= Beginning of Section =
//! Health-check contract
//!
//! The orchestrator probes `GET <path>` on the resolved port every `interval`, gives each
//! probe `timeout` to answer, ignores failures during the `start_period` grace window and
//! marks the container unhealthy after `retries` consecutive failures. The same
//! [`HealthCheckPolicy`] value is rendered into the image's `HEALTHCHECK` and used by the
//! built-in prober, so the two cannot disagree.

mod probe;

pub use probe::{HealthProber, ProbeError, ProbeOutcome};

use serde::{Serialize, Serializer};
use std::fmt;
use std::time::Duration;

/// Liveness probe declaration
#[derive(Debug, Clone, PartialEq, Eq, Serialize)]
pub struct HealthCheckPolicy {
    pub path: String,
    #[serde(serialize_with = "as_secs")]
    pub interval: Duration,
    #[serde(serialize_with = "as_secs")]
    pub timeout: Duration,
    #[serde(serialize_with = "as_secs")]
    pub start_period: Duration,
    pub retries: u32,
}

fn as_secs<S: Serializer>(d: &Duration, s: S) -> Result<S::Ok, S::Error> {
    s.serialize_u64(d.as_secs())
}

impl Default for HealthCheckPolicy {
    fn default() -> Self {
        Self {
            path: "/health".to_string(),
            interval: Duration::from_secs(30),
            timeout: Duration::from_secs(30),
            start_period: Duration::from_secs(5),
            retries: 3,
        }
    }
}

impl HealthCheckPolicy {
    /// Flags for a Dockerfile `HEALTHCHECK` instruction
    pub fn docker_flags(&self) -> String {
        format!(
            "--interval={}s --timeout={}s --start-period={}s --retries={}",
            self.interval.as_secs(),
            self.timeout.as_secs(),
            self.start_period.as_secs(),
            self.retries
        )
    }

    /// Earliest point after start at which the container can be declared unhealthy
    pub fn earliest_unhealthy(&self) -> Duration {
        // First probe landing at or after the end of the grace window
        let interval_ms = self.interval.as_millis().max(1);
        let n = ((self.start_period.as_millis() + interval_ms - 1) / interval_ms).max(1);
        let first_counted = self.interval * n as u32;
        first_counted + self.interval * self.retries.saturating_sub(1)
    }
}

/// Container health as the orchestrator sees it
#[derive(Debug, Clone, Copy, PartialEq, Eq, Serialize)]
#[serde(rename_all = "snake_case")]
pub enum HealthStatus {
    Starting,
    Healthy,
    Unhealthy,
}

impl fmt::Display for HealthStatus {
    fn fmt(&self, f: &mut fmt::Formatter<'_>) -> fmt::Result {
        match self {
            HealthStatus::Starting => write!(f, "starting"),
            HealthStatus::Healthy => write!(f, "healthy"),
            HealthStatus::Unhealthy => write!(f, "unhealthy"),
        }
    }
}

/// Consecutive-failure state machine fed with probe results
#[derive(Debug, Clone)]
pub struct HealthMonitor {
    policy: HealthCheckPolicy,
    status: HealthStatus,
    failing_streak: u32,
}

impl HealthMonitor {
    pub fn new(policy: HealthCheckPolicy) -> Self {
        Self {
            policy,
            status: HealthStatus::Starting,
            failing_streak: 0,
        }
    }

    pub fn status(&self) -> HealthStatus {
        self.status
    }

    pub fn failing_streak(&self) -> u32 {
        self.failing_streak
    }

    /// Records one probe result taken `elapsed` after container start
    pub fn record(&mut self, elapsed: Duration, healthy: bool) -> HealthStatus {
        if healthy {
            self.failing_streak = 0;
            self.status = HealthStatus::Healthy;
            return self.status;
        }

        // Failures in the grace window only count once the service has been seen healthy
        if elapsed < self.policy.start_period && self.status == HealthStatus::Starting {
            return self.status;
        }

        self.failing_streak += 1;
        if self.failing_streak >= self.policy.retries {
            self.status = HealthStatus::Unhealthy;
        }
        self.status
    }
}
= End of Section =
PROBLEM:
Whichever lines of the data include the word "grace", pull them out.

SOLUTION TO THIS EXERCISE:
//! probe `timeout` to answer, ignores failures during the `start_period` grace window and
        // First probe landing at or after the end of the grace window
        // Failures in the grace window only count once the service has been seen healthy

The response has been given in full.